A turno e in maniera ordinata hanno preso parola e manifestato dichiarando tutto il loro dissenso e sottolineando le difficoltà correlate al recente periodo legato alla pandemia. “Facciamo le cose in sicurezza, vogliamo poter lavorare seguendo le regole. Dal momento che il Governo non ce lo consente pretendiamo che ci paghi per quanto ci sta impedendo di fare”, hanno detto in coro i tanti presenti alla protesta di piazza.
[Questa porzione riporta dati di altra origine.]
//! 服务层 - 把 tail 事件接到广播中心，并对外提供 WebSocket / HTTP
//!
//! - WebSocket (`ws_port`): 查看者连接，接收纯文本日志帧
//! - HTTP (`http_port`): `/api/restart`、`/api/config` + 静态资源

mod http;
mod websocket;

use std::future::Future;
use std::sync::Arc;

use anyhow::{Context, Result};
use tokio::net::TcpListener;

use crate::config::ServerConfig;
use crate::hub::BroadcastHub;
use crate::protocol::TRUNCATION_NOTICE;
use crate::tail::{TailObserver, TailService, Truncation};

/// 把 tail 事件转发给所有查看者
pub struct HubForwarder {
    hub: Arc<BroadcastHub>,
}

impl HubForwarder {
    pub fn new(hub: Arc<BroadcastHub>) -> Self {
        Self { hub }
    }
}

impl TailObserver for HubForwarder {
    fn on_content_appended(&self, content: &str) {
        self.hub.broadcast(content);
    }

    fn on_tail_error(&self, message: &str) {
        self.hub.broadcast(message);
    }

    fn on_truncated(&self, _truncation: Truncation) {
        self.hub.broadcast(TRUNCATION_NOTICE);
    }
}

/// 实时日志服务
pub struct LogServer {
    config: ServerConfig,
    hub: Arc<BroadcastHub>,
    tail: Arc<TailService>,
}

impl LogServer {
    pub fn new(config: ServerConfig) -> Arc<Self> {
        let hub = BroadcastHub::new();
        let forwarder = Arc::new(HubForwarder::new(hub.clone()));
        let tail = Arc::new(TailService::from_config(&config, forwarder));

        Arc::new(Self { config, hub, tail })
    }

    pub fn config(&self) -> &ServerConfig {
        &self.config
    }

    pub fn hub(&self) -> &Arc<BroadcastHub> {
        &self.hub
    }

    pub fn tail(&self) -> &Arc<TailService> {
        &self.tail
    }

    /// 绑定配置端口并运行，直到收到 Ctrl-C
    pub async fn run(self: Arc<Self>) -> Result<()> {
        let ws_listener = TcpListener::bind(("0.0.0.0", self.config.ws_port))
            .await
            .with_context(|| format!("绑定 WebSocket 端口 {} 失败", self.config.ws_port))?;
        let http_listener = TcpListener::bind(("0.0.0.0", self.config.http_port))
            .await
            .with_context(|| format!("绑定 HTTP 端口 {} 失败", self.config.http_port))?;

        self.serve_until(ws_listener, http_listener, async {
            if let Err(e) = tokio::signal::ctrl_c().await {
                tracing::error!("监听中断信号失败: {}", e);
                std::future::pending::<()>().await;
            }
            tracing::info!("收到中断信号，准备退出...");
        })
        .await
    }

    /// 在给定的监听器上运行，直到 `shutdown` 完成
    pub async fn serve_until<F>(
        self: Arc<Self>,
        ws_listener: TcpListener,
        http_listener: TcpListener,
        shutdown: F,
    ) -> Result<()>
    where
        F: Future<Output = ()>,
    {
        // 文件暂不存在时不退出，之后可通过 /api/restart 恢复
        if let Err(e) = self.tail.start() {
            tracing::warn!("⚠️ 日志监控未启动: {}", e);
        }

        let ws_addr = ws_listener.local_addr()?;
        let http_addr = http_listener.local_addr()?;

        let ws_task = tokio::spawn(websocket::accept_loop(
            ws_listener,
            self.hub.clone(),
            self.tail.clone(),
        ));
        tracing::info!("WebSocket服务器已启动，端口: {}", ws_addr.port());

        let router = http::router(
            self.tail.clone(),
            self.config.max_lines,
            &self.config.public_dir,
        );
        let http_task = tokio::spawn(async move { axum::serve(http_listener, router).await });
        tracing::info!("HTTP服务器已启动: http://localhost:{}", http_addr.port());

        tracing::info!("🚀 实时日志系统已启动");
        shutdown.await;

        ws_task.abort();
        http_task.abort();
        self.tail.stop();
        tracing::info!("🧹 服务已停止");
        Ok(())
    }
}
Tra i tanti anche i titolari delle agenzie di viaggio che hanno lamentato come, di fatto, siano rimasti al palo dal 9 marzo senza particolari aiuti da parte del Governo. Il primo a prendere la parola è stato poi Massimo Rizzoli, volto noto dello sport di combattimento livornese e titolare della palestra Rendoki. “Tante attività in questo momento sono state non penalizzate ma condannate a morte dal Governo che ha stabilito regole ben precise a cui noi ci siamo sempre e subito adeguati – ha spiegato parlando al microfono Rizzoli – Ma questo non è servito. Le palestre sono state chiuse lo stesso. I ristoranti uguale dopo le 18 nonostante le spese effettuate per adeguare i nostri locali alle normative. Quando si fa un programma che prevede la chiusura e la limitazione di determinati settori, insieme si programma come sostenerli. Invece veniamo chiusi o limitati ma non c’è alcun sostegno da parte del Governo per le nostre categorie. Noi dobbiamo però in qualche modo sopravvivere a questa situazione. Da qui parte una protesta che si può riassumere nello slogan: tu ci chiudi, tu ci paghi“.